Commercial loans are somewhat different than your home mortgage, car loan, or credit card debt.


As a result, you might go into it with some common misconceptions. Here is what you need to keep in mind when preparing for the process of applying for and receiving commercial financing:

The first thing most people will notice about taking out a commercial loan is that the documentation required is quite extensive. Just like requiring more documentation for international adoption than domestic, lenders want to make sure they are lending their money wisely (this isn’t the only reason, but certainly one of them). Therefore, the rules are more stringent for commercial loans than mortgages or other personal debt.

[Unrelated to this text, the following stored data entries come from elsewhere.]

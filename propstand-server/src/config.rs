//! Server configuration file
//!
//! YAML-shaped structured text with `accounts`, `services` and `cameras`
//! sections. The server itself consumes only `services.redis` (credentials
//! for the log/data sidecar channels); the remaining sections are parsed
//! and retained for the camera relay and account-facing adapters that run
//! alongside this process.
//!
//! The path comes from, in order: the `--config` flag, the `PROP_CONFIG`
//! environment variable, then `./config.yaml`. Only the implicit default is
//! allowed to be absent.

use serde::{Deserialize, Serialize};
use std::collections::HashMap;
use std::path::Path;
use thiserror::Error;

/// Environment variable overriding the config file path
pub const CONFIG_ENV: &str = "PROP_CONFIG";

/// Fallback path when neither the flag nor the env var is set
pub const DEFAULT_CONFIG_PATH: &str = "./config.yaml";

#[derive(Error, Debug)]
pub enum ConfigError {
    #[error("Cannot read config file '{path}': {source}")]
    Io {
        path: String,
        source: std::io::Error,
    },
    #[error("Cannot parse config file '{path}': {source}")]
    Parse {
        path: String,
        source: serde_yaml::Error,
    },
}

#[derive(Clone, Debug, Default, Serialize, Deserialize)]
pub struct AccountConfig {
    pub username: String,
    pub password: String,
}

#[derive(Clone, Debug, Default, Serialize, Deserialize)]
pub struct RedisConfig {
    #[serde(default)]
    pub ip: String,
    #[serde(default)]
    pub port: u16,
    #[serde(default)]
    pub username: Option<String>,
    #[serde(default)]
    pub password: Option<String>,
}

#[derive(Clone, Debug, Default, Serialize, Deserialize)]
pub struct MediaMtxConfig {
    #[serde(default)]
    pub ip: String,
    #[serde(default)]
    pub api_port: u16,
    #[serde(default)]
    pub webrtc_port: u16,
}

#[derive(Clone, Debug, Default, Serialize, Deserialize)]
pub struct ServicesConfig {
    #[serde(default)]
    pub redis: RedisConfig,
    #[serde(default)]
    pub mediamtx: MediaMtxConfig,
}

#[derive(Clone, Debug, Default, Serialize, Deserialize)]
pub struct CameraConfig {
    pub ip: String,
    #[serde(default)]
    pub onvif_port: u16,
}

#[derive(Clone, Debug, Default, Serialize, Deserialize)]
pub struct ServerConfig {
    #[serde(default)]
    pub accounts: HashMap<String, AccountConfig>,
    #[serde(default)]
    pub services: ServicesConfig,
    #[serde(default)]
    pub cameras: Vec<CameraConfig>,
}

impl ServerConfig {
    pub fn from_yaml(yaml: &str, path: &str) -> Result<Self, ConfigError> {
        serde_yaml::from_str(yaml).map_err(|source| ConfigError::Parse {
            path: path.to_string(),
            source,
        })
    }
}

/// Load the server config, resolving the path as documented above.
pub fn load(cli_path: Option<&Path>) -> Result<ServerConfig, ConfigError> {
    let env_path = std::env::var(CONFIG_ENV).ok();

    let (path, explicit) = match (cli_path, env_path) {
        (Some(p), _) => (p.to_path_buf(), true),
        (None, Some(p)) => (p.into(), true),
        (None, None) => (DEFAULT_CONFIG_PATH.into(), false),
    };

    let display = path.display().to_string();
    match std::fs::read_to_string(&path) {
        Ok(contents) => {
            let config = ServerConfig::from_yaml(&contents, &display)?;
            log::info!("Loaded config from '{}'", display);
            Ok(config)
        }
        Err(source) if !explicit && source.kind() == std::io::ErrorKind::NotFound => {
            log::warn!("No config file at '{}', using defaults", display);
            Ok(ServerConfig::default())
        }
        Err(source) => Err(ConfigError::Io {
            path: display,
            source,
        }),
    }
}

#[cfg(test)]
mod tests {
    use super::*;

    const SAMPLE: &str = r#"
accounts:
  server:
    username: server
    password: hunter2
services:
  redis:
    ip: 192.168.1.100
    port: 6379
    username: server
    password: hunter2
  mediamtx:
    ip: 192.168.1.100
    api_port: 9997
    webrtc_port: 8889
cameras:
  - ip: 192.168.1.201
    onvif_port: 8000
  - ip: 192.168.1.202
"#;

    #[test]
    fn test_parse_full_config() {
        let config = ServerConfig::from_yaml(SAMPLE, "test").unwrap();
        assert_eq!(config.services.redis.ip, "192.168.1.100");
        assert_eq!(config.services.redis.port, 6379);
        assert_eq!(config.services.redis.username.as_deref(), Some("server"));
        assert_eq!(config.cameras.len(), 2);
        assert_eq!(config.cameras[1].onvif_port, 0);
        assert_eq!(config.accounts["server"].username, "server");
    }

    #[test]
    fn test_sections_default_when_absent() {
        let config = ServerConfig::from_yaml("accounts: {}\n", "test").unwrap();
        assert!(config.cameras.is_empty());
        assert_eq!(config.services.redis.port, 0);
    }

    #[test]
    fn test_garbage_rejected() {
        assert!(ServerConfig::from_yaml("accounts: [not, a, map]", "test").is_err());
    }
}
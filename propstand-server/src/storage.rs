//! CSV export of in-memory sample logs
//!
//! One file per device on operator request: a `time_seconds` column
//! followed by one column per sensor in sensor-id order. Cells a batch did
//! not carry are left empty. The filename carries the device name and a
//! local timestamp so repeated dumps never collide.

use std::fs;
use std::io::{BufWriter, Write};
use std::path::{Path, PathBuf};

use anyhow::Context;

use crate::registry::SampleLog;

/// Write one device's sample log to `<dir>/<name>_<YYYYMMDD-HHMMSS>.csv`.
pub fn export_sample_log(
    device_name: &str,
    sensor_names: &[String],
    samples: &SampleLog,
    dir: &Path,
) -> anyhow::Result<PathBuf> {
    let stamp = chrono::Local::now().format("%Y%m%d-%H%M%S");
    let path = dir.join(format!("{}_{}.csv", device_name, stamp));

    fs::create_dir_all(dir)
        .with_context(|| format!("cannot create export directory '{}'", dir.display()))?;
    let file = fs::File::create(&path)
        .with_context(|| format!("cannot create '{}'", path.display()))?;
    let mut out = BufWriter::new(file);

    write!(out, "time_seconds")?;
    for name in sensor_names {
        write!(out, ",{}", name)?;
    }
    writeln!(out)?;

    for index in 0..samples.len() {
        if let Some((t, values)) = samples.row(index) {
            write!(out, "{:.6}", t)?;
            for value in values {
                if value.is_nan() {
                    write!(out, ",")?;
                } else {
                    write!(out, ",{}", value)?;
                }
            }
            writeln!(out)?;
        }
    }
    out.flush()?;

    log::info!(
        "Exported {} rows for device '{}' to {}",
        samples.len(),
        device_name,
        path.display()
    );
    Ok(path)
}

#[cfg(test)]
mod tests {
    use super::*;

    #[test]
    fn test_export_writes_header_and_rows() {
        let dir = tempfile::tempdir().unwrap();
        let mut samples = SampleLog::new(2, 16);
        samples.append_row(0.5, &[(0, 38.6), (1, 145.2)]);
        samples.append_row(0.6, &[(1, 146.0)]);

        let path = export_sample_log(
            "Stand",
            &["PT1".to_string(), "PT2".to_string()],
            &samples,
            dir.path(),
        )
        .unwrap();

        let contents = fs::read_to_string(&path).unwrap();
        let mut lines = contents.lines();
        assert_eq!(lines.next(), Some("time_seconds,PT1,PT2"));
        assert_eq!(lines.next(), Some("0.500000,38.6,145.2"));
        // PT1 missing from the second batch: empty cell
        assert_eq!(lines.next(), Some("0.600000,,146"));
        assert_eq!(lines.next(), None);

        let filename = path.file_name().unwrap().to_string_lossy().to_string();
        assert!(filename.starts_with("Stand_"));
        assert!(filename.ends_with(".csv"));
    }

    #[test]
    fn test_export_of_empty_log_is_header_only() {
        let dir = tempfile::tempdir().unwrap();
        let samples = SampleLog::new(1, 4);
        let path =
            export_sample_log("Stand", &["TC1".to_string()], &samples, dir.path()).unwrap();
        assert_eq!(fs::read_to_string(&path).unwrap(), "time_seconds,TC1\n");
    }
}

Sensing a greater risk, lenders will expect you to provide proof of the following items before they commit to funding your loan:

  • The lender wants proof that you have invested time and effort into researching this business idea, that the financial projections are sound, that other aspects (like product quality) are in place. They want to do their job right, asking for information about jobs created, market research conducted, etc.
  • Let’s say you have applied at five different banks, and one says “yes.” First, of course, you should expect negotiations before any paperwork is signed. This is not unusual – it happens all the time with businesses large and small around the world. Banks will look at the numbers and ask for discounts, put limits on your borrowing ability, or some combination of both. It’s their job to scrutinize every aspect of this business idea and decide if they want to lend you money based on that (and many other factors).

What Are The Different Types Of Commercial Loans?


There are several types of commercial loans, each with a different purpose and repayment plan:

Term Loans: 

Money that is paid out in a set amount of time. This can be one year to 15 years, up to 30 years. The term loan will have a payment schedule that includes principal and interest.